== LISTED RECORDS ==
════

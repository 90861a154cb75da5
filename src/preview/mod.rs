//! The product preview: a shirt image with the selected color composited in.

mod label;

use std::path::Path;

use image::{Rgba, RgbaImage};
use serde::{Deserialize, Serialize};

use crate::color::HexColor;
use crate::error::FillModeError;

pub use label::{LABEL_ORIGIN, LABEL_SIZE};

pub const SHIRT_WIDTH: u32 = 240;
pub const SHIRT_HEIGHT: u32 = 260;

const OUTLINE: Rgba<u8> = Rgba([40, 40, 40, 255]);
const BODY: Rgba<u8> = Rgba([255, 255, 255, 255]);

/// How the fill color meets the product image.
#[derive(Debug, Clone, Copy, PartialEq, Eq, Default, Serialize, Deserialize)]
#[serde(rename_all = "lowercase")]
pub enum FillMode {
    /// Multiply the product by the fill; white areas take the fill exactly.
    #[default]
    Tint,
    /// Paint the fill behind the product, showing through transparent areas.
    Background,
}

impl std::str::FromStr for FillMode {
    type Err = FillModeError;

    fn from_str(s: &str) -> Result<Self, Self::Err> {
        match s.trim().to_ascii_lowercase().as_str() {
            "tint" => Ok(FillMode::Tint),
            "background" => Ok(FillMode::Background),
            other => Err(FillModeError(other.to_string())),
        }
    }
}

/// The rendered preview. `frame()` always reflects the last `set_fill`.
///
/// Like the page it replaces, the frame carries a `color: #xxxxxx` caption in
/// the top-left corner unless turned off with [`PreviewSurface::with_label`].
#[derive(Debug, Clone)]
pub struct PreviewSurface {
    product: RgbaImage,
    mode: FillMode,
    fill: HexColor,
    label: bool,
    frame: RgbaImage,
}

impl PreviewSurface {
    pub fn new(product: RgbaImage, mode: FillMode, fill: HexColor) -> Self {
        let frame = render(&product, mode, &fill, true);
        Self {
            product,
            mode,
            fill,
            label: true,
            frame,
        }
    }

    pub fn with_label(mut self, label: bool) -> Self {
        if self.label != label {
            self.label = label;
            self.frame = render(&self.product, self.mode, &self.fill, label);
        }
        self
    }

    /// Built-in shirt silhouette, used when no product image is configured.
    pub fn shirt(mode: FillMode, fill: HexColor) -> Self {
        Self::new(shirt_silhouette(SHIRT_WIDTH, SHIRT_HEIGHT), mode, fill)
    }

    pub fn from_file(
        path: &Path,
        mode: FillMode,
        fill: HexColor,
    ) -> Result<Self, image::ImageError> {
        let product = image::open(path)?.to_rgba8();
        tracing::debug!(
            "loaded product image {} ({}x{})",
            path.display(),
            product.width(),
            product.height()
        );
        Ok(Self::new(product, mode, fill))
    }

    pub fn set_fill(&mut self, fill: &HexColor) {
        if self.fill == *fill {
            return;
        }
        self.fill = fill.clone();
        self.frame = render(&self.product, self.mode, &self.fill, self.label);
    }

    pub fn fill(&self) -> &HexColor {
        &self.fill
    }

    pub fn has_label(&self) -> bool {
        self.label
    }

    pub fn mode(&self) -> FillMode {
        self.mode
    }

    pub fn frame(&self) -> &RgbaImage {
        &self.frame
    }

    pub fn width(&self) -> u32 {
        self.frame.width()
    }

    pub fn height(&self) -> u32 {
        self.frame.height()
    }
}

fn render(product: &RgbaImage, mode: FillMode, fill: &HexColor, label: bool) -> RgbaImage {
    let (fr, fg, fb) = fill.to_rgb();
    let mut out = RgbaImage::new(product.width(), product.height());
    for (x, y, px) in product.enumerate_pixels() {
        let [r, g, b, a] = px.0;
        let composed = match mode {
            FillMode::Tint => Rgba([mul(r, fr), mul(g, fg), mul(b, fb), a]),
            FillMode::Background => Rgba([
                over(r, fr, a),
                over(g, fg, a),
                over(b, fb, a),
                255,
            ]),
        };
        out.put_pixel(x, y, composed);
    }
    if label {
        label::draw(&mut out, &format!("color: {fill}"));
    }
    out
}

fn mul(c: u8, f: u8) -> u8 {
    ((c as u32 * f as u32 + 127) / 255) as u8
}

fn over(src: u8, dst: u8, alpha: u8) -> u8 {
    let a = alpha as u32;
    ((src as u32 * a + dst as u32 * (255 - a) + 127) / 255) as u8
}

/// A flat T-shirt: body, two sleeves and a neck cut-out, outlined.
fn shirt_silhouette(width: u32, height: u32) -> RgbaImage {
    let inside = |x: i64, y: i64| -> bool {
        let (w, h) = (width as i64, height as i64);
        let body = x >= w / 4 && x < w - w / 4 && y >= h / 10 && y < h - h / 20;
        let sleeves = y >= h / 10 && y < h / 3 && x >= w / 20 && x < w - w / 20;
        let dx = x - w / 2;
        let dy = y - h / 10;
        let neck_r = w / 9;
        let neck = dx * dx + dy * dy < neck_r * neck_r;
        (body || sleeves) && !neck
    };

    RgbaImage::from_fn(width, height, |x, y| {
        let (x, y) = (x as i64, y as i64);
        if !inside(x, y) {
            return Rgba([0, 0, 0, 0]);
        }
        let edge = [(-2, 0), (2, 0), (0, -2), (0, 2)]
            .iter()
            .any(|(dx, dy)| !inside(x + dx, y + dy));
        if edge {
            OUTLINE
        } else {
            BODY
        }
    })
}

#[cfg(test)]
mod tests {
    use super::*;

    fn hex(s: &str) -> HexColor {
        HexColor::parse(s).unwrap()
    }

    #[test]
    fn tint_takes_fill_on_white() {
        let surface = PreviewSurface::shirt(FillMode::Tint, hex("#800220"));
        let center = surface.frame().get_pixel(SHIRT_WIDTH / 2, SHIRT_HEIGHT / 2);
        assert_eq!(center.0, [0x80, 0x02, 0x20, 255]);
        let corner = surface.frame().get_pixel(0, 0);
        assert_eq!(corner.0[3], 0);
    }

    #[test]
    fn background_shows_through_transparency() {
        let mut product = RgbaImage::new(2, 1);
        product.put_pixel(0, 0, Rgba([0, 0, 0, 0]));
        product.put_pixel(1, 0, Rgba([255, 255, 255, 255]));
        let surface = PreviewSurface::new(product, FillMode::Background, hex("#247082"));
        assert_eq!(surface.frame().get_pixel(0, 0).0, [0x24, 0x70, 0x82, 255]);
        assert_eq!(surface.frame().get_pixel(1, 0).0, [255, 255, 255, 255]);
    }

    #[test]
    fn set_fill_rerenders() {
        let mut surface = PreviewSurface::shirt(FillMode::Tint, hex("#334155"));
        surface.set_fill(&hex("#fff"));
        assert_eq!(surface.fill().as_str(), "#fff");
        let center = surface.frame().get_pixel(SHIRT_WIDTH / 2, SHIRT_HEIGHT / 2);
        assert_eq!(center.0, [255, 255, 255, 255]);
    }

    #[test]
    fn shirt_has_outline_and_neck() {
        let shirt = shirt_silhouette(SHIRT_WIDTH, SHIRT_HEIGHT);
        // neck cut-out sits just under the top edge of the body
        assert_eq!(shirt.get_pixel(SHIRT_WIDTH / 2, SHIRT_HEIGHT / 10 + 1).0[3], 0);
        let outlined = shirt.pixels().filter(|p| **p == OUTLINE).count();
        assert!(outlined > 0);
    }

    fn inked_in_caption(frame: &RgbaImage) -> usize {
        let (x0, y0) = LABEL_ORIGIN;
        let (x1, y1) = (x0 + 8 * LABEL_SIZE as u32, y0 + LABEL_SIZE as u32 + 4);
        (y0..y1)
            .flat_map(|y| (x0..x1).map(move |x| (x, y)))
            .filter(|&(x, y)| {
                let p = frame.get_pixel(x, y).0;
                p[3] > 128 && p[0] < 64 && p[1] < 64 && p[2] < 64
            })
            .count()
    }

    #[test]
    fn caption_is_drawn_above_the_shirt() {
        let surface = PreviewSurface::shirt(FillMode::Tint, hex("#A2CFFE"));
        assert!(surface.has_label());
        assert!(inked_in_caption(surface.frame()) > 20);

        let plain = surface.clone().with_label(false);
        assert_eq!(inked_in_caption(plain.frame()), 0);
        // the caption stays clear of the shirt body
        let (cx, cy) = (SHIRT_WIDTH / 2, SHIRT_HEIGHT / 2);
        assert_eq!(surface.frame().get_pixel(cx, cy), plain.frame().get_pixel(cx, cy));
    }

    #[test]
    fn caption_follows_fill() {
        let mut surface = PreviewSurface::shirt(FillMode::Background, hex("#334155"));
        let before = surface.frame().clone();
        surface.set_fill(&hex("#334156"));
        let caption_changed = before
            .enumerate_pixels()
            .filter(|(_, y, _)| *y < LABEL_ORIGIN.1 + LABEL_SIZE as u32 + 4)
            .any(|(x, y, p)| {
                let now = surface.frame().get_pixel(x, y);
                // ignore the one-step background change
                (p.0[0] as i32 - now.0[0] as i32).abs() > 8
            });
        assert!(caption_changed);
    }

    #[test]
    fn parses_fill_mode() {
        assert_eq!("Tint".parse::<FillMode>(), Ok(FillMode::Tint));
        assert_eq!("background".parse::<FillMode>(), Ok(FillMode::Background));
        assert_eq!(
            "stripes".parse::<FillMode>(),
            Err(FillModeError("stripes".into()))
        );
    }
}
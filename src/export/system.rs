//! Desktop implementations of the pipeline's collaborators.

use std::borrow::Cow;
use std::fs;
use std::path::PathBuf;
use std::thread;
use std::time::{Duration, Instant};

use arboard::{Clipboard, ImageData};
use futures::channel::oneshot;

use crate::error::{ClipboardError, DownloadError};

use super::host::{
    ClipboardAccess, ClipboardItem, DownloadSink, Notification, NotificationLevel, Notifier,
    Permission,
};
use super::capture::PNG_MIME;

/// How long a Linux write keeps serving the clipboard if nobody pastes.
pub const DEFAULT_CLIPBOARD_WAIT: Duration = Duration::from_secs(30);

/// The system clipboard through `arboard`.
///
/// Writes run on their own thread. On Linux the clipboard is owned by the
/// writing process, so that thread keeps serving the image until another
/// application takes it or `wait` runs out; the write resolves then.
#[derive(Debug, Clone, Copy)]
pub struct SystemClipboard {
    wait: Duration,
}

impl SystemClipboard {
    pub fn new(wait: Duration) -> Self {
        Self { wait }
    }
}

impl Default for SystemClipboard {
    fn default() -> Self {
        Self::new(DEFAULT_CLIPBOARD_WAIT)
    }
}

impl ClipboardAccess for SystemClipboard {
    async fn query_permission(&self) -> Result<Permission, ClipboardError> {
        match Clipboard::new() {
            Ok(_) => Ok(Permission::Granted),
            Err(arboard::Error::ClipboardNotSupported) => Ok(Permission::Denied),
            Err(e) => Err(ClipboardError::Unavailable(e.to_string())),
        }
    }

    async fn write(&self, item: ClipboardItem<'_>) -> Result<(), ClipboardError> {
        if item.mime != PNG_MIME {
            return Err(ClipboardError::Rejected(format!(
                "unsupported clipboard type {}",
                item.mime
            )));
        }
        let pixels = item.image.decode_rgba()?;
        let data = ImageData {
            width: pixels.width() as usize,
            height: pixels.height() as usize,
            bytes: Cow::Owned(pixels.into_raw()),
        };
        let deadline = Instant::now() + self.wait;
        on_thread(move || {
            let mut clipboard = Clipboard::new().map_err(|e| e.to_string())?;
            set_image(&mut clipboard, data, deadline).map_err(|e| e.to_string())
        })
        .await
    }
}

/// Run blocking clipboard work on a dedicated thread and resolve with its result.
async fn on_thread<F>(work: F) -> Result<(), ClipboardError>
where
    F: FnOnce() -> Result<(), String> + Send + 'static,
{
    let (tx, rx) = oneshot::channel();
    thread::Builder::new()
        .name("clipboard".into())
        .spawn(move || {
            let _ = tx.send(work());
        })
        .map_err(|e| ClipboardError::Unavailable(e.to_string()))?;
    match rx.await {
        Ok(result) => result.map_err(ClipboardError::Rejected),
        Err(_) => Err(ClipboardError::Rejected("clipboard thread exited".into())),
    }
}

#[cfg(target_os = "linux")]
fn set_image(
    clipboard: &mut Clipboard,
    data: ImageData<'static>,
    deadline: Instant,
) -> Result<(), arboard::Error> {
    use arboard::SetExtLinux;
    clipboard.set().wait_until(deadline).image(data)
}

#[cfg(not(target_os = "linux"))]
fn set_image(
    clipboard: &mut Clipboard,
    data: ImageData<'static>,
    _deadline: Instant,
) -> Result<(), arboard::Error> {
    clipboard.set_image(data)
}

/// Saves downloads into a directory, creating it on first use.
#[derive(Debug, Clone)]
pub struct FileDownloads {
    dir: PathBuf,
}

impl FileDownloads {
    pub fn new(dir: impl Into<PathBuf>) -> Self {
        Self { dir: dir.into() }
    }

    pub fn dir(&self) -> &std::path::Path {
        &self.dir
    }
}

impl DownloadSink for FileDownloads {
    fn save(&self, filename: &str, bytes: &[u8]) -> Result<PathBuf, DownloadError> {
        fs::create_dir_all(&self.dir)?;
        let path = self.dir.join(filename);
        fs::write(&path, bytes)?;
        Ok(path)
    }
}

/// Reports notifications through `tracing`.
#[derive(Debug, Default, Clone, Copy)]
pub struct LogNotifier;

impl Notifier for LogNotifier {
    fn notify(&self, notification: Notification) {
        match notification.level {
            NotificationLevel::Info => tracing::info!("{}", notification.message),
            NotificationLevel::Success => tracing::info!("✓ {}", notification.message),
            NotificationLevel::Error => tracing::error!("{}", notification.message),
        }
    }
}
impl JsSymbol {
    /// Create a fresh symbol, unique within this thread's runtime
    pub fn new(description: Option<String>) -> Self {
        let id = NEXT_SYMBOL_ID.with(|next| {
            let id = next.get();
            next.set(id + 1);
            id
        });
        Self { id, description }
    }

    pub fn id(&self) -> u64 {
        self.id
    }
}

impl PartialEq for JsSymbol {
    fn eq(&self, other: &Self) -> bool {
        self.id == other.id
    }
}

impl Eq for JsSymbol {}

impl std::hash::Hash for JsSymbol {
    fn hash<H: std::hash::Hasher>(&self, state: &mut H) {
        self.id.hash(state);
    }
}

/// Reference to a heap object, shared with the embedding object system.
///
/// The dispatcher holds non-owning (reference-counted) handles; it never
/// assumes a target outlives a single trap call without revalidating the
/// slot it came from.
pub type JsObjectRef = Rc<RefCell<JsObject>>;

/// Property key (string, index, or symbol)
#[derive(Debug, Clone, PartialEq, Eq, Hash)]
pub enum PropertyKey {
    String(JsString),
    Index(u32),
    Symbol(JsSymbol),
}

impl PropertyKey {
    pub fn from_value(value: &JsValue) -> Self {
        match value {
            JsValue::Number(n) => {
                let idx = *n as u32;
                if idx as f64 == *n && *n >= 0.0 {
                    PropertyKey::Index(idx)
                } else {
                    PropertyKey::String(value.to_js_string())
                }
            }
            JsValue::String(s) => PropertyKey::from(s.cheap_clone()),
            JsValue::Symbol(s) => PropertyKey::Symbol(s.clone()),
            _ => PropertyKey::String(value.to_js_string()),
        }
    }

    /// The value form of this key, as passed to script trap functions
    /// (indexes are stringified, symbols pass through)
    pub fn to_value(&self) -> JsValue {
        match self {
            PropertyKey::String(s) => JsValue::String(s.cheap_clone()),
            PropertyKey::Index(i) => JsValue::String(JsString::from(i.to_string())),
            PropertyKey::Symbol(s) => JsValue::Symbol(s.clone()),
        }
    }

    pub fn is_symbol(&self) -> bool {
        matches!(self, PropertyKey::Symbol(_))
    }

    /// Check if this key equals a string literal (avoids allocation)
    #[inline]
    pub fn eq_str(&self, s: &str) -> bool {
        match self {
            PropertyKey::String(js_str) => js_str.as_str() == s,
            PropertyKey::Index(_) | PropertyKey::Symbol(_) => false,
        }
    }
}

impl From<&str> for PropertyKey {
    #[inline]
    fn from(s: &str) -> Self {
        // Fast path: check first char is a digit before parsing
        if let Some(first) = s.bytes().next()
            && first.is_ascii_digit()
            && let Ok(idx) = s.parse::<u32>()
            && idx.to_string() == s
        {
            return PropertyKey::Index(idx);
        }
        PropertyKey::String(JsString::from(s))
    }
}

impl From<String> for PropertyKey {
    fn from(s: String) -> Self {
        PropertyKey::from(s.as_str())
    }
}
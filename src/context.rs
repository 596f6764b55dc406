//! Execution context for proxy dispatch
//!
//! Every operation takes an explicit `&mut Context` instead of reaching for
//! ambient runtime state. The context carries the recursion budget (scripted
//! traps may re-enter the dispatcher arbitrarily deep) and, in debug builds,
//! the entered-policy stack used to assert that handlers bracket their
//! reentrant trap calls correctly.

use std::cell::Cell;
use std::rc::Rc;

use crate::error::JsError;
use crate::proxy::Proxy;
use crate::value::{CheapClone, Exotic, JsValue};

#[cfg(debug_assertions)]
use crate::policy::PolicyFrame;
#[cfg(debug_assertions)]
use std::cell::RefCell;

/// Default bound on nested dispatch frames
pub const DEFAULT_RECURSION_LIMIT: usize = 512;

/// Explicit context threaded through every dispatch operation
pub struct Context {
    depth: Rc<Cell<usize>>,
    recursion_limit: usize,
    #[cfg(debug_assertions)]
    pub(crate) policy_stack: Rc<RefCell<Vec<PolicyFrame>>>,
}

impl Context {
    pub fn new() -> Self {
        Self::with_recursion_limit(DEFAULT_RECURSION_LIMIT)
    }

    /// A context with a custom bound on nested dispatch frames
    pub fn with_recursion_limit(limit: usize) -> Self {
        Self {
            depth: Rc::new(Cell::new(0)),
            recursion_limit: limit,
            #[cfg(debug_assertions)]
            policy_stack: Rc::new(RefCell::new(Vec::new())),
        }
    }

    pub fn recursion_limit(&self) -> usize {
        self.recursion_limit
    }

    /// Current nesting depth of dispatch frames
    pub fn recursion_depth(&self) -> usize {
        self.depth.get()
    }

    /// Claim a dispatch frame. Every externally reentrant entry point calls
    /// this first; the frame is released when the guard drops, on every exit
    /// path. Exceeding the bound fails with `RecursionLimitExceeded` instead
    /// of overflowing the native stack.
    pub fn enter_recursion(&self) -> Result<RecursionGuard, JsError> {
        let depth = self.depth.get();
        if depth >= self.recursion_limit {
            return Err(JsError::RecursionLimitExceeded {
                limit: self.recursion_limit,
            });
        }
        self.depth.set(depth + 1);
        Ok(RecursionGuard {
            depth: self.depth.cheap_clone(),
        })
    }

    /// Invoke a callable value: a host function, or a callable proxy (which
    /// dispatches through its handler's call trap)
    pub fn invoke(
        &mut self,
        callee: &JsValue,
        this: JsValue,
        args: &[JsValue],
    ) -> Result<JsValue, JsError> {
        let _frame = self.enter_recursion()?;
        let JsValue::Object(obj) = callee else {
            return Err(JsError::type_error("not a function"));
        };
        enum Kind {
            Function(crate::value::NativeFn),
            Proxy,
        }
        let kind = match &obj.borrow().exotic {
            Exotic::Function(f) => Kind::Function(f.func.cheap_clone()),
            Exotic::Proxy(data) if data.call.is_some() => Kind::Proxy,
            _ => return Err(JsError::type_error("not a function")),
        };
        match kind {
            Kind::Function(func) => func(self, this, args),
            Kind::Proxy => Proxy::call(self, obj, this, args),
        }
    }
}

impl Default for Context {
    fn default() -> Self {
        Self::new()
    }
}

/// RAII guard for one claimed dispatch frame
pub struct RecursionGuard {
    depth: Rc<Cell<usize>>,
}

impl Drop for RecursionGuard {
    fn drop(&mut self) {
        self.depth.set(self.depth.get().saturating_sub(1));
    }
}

════

== TASK DETAILS ==
Across the data, find each line that has "Deserialize" in it and copy that line.

== ANSWER SECTION ==
use serde::{Deserialize, Serialize};
#[derive(Debug, Clone, Copy, PartialEq, Eq, Default, Serialize, Deserialize)]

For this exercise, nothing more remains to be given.